Troubleshoot connections to a service

Connect to the process from inside the VM

You may want to make sure the process is doing what you think it is, inside the VM. If you should have a service running internally, you can try connecting to it with cURL from within the VM (use fly ssh console to pop a shell; see note [2] below the tables). If your app’s Docker image doesn’t have curl installed, you can install it; it’ll be wiped away next time the VM is restarted (e.g. on the next fly deploy).

A HEAD request (curl -I) should be enough to see if you’re getting a response:

# curl -I http://localhost:80
HTTP/1.1 200 OK
Server: nginx/1.23.4
Date: Tue, 02 May 2023 20:32:32 GMT
Content-Type: text/html
Content-Length: 615
Last-Modified: Tue, 28 Mar 2023 15:01:54 GMT
Connection: keep-alive
ETag: "64230162-267"
Accept-Ranges: bytes

That 200 OK means the service (nginx) is running, and listening on port 80 as anticipated.

You can further check that the right HTML is being served, with curl http://localhost:<port> (leaving out the -I).

cURL is a useful tool for checking that a service is reachable where it should be. Here are some further tests that may help with understanding networking issues. We’ll carry on with the example of an HTTP app.

Connect to Public or Flycast services

Check that the service is From Use
Listening on the expected
address and port [1]
within the VM [2] curl -I<port> [3]
Reachable by Anycast [4] anywhere curl -I https://<app-name>
curl -IL http://<app-name> [5]
Reachable by Flycast [6] within the
Flycast IP’s 6PN [7]
curl -I http://<app-name>.flycast:80
curl -I 'http://[<app-flycast-ip>]:80'

Connect to Private 6PN services

Check that the service is From Use
Listening on the expected
address and port [8]
within the VM [2] curl -I http://fly-local-6pn:<port>
Reachable on the app
via internal DNS
within the app’s 6PN curl -I http://<app-name>.internal:<port>
Reachable on a
particular VM
within the app’s 6PN curl -I 'http://[<vm-6pn-address>]:<port>'

[1] If this fails (i.e. you don’t get the expected response from the service), then either (a) the service isn’t functioning the way you expect (b) it’s not bound to the port you pointed cURL at, or (c) it’s not bound to the IPv4 address Fly Proxy uses to reach the VM, and so Fly Proxy won’t be able to route to it.

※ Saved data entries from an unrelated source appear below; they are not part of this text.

use uuid::Uuid;

use crate::{
    error::{AppError, AppResult},
    models::Category,
    response::{ApiResponse, Meta},
    state::AppState,
};

pub async fn list_categories(state: &AppState) -> AppResult<ApiResponse<Vec<Category>>> {
    let items = state.store.categories.list_active_categories().await?;
    let total = items.len() as i64;
    Ok(ApiResponse::success(
        "Categories",
        items,
        Some(Meta::total(total)),
    ))
}

pub async fn get_category(state: &AppState, id: Uuid) -> AppResult<ApiResponse<Category>> {
    let category = state
        .store
        .categories
        .find_category(id)
        .await?
        .ok_or_else(|| AppError::not_found("Category"))?;
    Ok(ApiResponse::success("Category", category, None))
}

pub async fn list_subcategories(
    state: &AppState,
    parent_id: Uuid,
) -> AppResult<ApiResponse<Vec<Category>>> {
    let items = state
        .store
        .categories
        .find_categories_by_parent(parent_id)
        .await?;
    let total = items.len() as i64;
    Ok(ApiResponse::success(
        "Categories",
        items,
        Some(Meta::total(total)),
    ))
}
use std::{collections::HashSet, sync::Arc};

use chrono::Utc;
use marketplace_directory::{
    config::database_url,
    db::{create_orm_conn, create_pool, run_migrations},
    models::{Category, Timezone},
    repository::{CategoryRepository, OrmRepository, TimezoneRepository},
};
use uuid::Uuid;

const CATEGORIES: [(&str, &str); 6] = [
    ("Food & Drink", "Restaurants, cafes and bakeries"),
    ("Fashion", "Clothing, shoes and accessories"),
    ("Electronics", "Phones, computers and gadgets"),
    ("Health & Beauty", "Pharmacies, salons and cosmetics"),
    ("Home & Garden", "Furniture, decor and tools"),
    ("Services", "Repairs, cleaning and professional services"),
];

const TIMEZONES: [(&str, &str); 8] = [
    ("UTC", "+00:00"),
    ("Europe/London", "+00:00"),
    ("Europe/Berlin", "+01:00"),
    ("Asia/Jakarta", "+07:00"),
    ("Asia/Singapore", "+08:00"),
    ("Asia/Tokyo", "+09:00"),
    ("America/New_York", "-05:00"),
    ("America/Los_Angeles", "-08:00"),
];

#[tokio::main]
async fn main() -> anyhow::Result<()> {
    dotenvy::dotenv().ok();

    let pool = create_pool(&database_url()?).await?;
    // Ensure migrations are applied.
    run_migrations(&pool).await?;
    let repo = Arc::new(OrmRepository::new(create_orm_conn(&pool), pool));

    let categories = seed_categories(repo.as_ref()).await?;
    let timezones = seed_timezones(repo.as_ref()).await?;

    println!("Seed completed. Categories added: {categories}, timezones added: {timezones}");
    Ok(())
}

async fn seed_categories(repo: &dyn CategoryRepository) -> anyhow::Result<usize> {
    let existing: HashSet<String> = repo
        .list_active_categories()
        .await?
        .into_iter()
        .map(|c| c.name)
        .collect();

    let mut added = 0;
    for (name, description) in CATEGORIES {
        if existing.contains(name) {
            continue;
        }
        repo.insert_category(Category {
            id: Uuid::new_v4(),
            name: name.to_string(),
            description: Some(description.to_string()),
            parent_id: None,
            active: true,
            created_at: Utc::now(),
        })
        .await?;
        added += 1;
    }
    Ok(added)
}

async fn seed_timezones(repo: &dyn TimezoneRepository) -> anyhow::Result<usize> {
    let existing: HashSet<String> = repo
        .list_timezones(false)
        .await?
        .into_iter()
        .map(|tz| tz.name)
        .collect();

    let mut added = 0;
    for (name, utc_offset) in TIMEZONES {
        if existing.contains(name) {
            continue;
        }
        repo.insert_timezone(Timezone {
            id: Uuid::new_v4(),
            name: name.to_string(),
            utc_offset: utc_offset.to_string(),
            active: true,
        })
        .await?;
        added += 1;
    }
    Ok(added)
}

[2] Pull up an interactive shell on a VM that should be running this service, with fly ssh console. Don’t use the fly console command; this brings up an ephemeral VM from the app’s Docker image, but doesn’t start up the same process(es), so your service won’t be running there.

[3] Except UDP services.

[4] If this fails, but the local check succeeded, the next thing to confirm is that the app or Machine config includes a properly configured services or http_service section, with internal_port matching <port> used in this test.

[5] The HTTP URL always elicits a 301 redirect, because the Fly Proxy upgrades HTTP connections to HTTPS. To get cURL to follow the redirect to see if there’s anything there, use the -L flag. This example has the services configured to handle HTTP and HTTPS requests on the conventional ports 80 and 443 respectively; if you’re using different ports, substitute those in.

[6] If the check within the VM succeeded, but this step fails, check everything in note [5], plus: Ensure that there’s an HTTP service configured and force_https is not set to true; Flycast doesn’t work over HTTPS.

[7] A Flycast IP can be allocated on a different private network from the app it points to, if both networks belong to the same org. This lets your apps reach your service in a different 6PN, if the service is configured to be available over Flycast.

[8] If this fails (i.e. you don’t get the expected response from the service), then either (a) the service isn’t functioning the way you expect, (b) it’s not bound to the port you pointed cURL at, or (c) it’s not bound to its 6PN address, and won’t be reachable via the private WireGuard network (including at .internal addresses).